I am praying beside a bog. Marsh-grass grows tall and houses all sorts of muddy, slippery creatures. They cry out in many croaks, chitterings, and lamb-like bleats. Some sound harsh and coarse. There is one that sounds like a dog’s chew toy that when chomped exhales in gnawed laughter. 

I am praying to listen. Praying to hear.

I don’t have words for the voices being lifted up here. Some are like flutes, some like runaway clocks, some like infant coos or infants woken suddenly from a dream by fear or hunger, sudden screeches, startling and mournful.  

Thick plashing water to my left – a creature has dived into the swampy mush. To my right, a crowd of something – maybe frogs? – is in a fit of cackling as if this whole backwater bowl were a cauldron filled with the slime of their witchcraft. Thunder murmurs, seeming to seep through from behind otherwise clear blue skies. I pray for words. Pray to hear.  

So many voices. Some extend raw from long beaks like the sharpening of steel against whetstones. A big red truck, pistons raging, growls and overtakes another car on the Natchez Trace. 

I pray for someone else to pray. Here in this bog where so many unseen creatures send up their animal cries, giving voice, wordless voice, praise and lament and who knows what else to whatever degree they participate in love and fear. 

Off across the water, maybe a half a mile, I can see the other shore. A huge bird unfolds like origami and expands against the cattails and marsh grass. He doesn’t call in words that I can hear, at least not from where I sit. But he seems to spread himself over every other crying creature like the sky itself. Seems to take up their voices into his silence and re-speak them, translated into a groaning rooted as deep under the earth as the sky is above it. Speaking for creation, within in, from beyond it.  

It is thundering again, isn’t it? The air is hot and damp “as all get-out” as we say around here. The grasses are still. Only a little maple branch wiggles a bit, but I haven’t felt the breeze, so it seems to either be alive itself and waving at me in friendly fashion, or it is carrying on some real participation in a breeze blowing in another world; like that one branch is in two places at once. 

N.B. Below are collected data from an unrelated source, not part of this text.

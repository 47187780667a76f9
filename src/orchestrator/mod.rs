//! Слой оркестрации
//!
//! ## Модули
//!
//! ### `order_processor` - обработка одного заказа
//! - загружает таблицу через [`crate::models::DataLoader`]
//! - ищет строку заказа и извлекает [`crate::models::OrderInfo`]
//! - отсутствие заказа возвращается значением, а не ошибкой
//!
//! ### `app` - приложение
//! - собирает лист с этикетками для всех упаковок заказа
//! - сохраняет лист в файл из конфигурации
//!
//! ## Зависимости слоёв
//!
//! ```text
//! app
//!     ↓
//! order_processor
//!     ↓
//! services (lookup / extractor / renderer)
//!     ↓
//! infrastructure (LabelSheet) + layout (шаблон)
//! ```

pub mod app;
pub mod order_processor;

pub use app::{App, LabelJob};
pub use order_processor::{OrderOutcome, OrderProcessor};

Some people are like that. “Do you smell that?” they might say, then, “That! It smells like strawberries.” “No, I don’t smell it,” you say. They may have a nose for another world where strawberries are in season, or where some sweet smell like strawberries never goes out of season. Or they might say, “I hear my father’s voice calling to me.” And you say, “I heard thunder, I think.” Some people’s clothes may flap about like a horse’s mane at a gallop, while most of us, hearing no hooves, sit starched and stiff. 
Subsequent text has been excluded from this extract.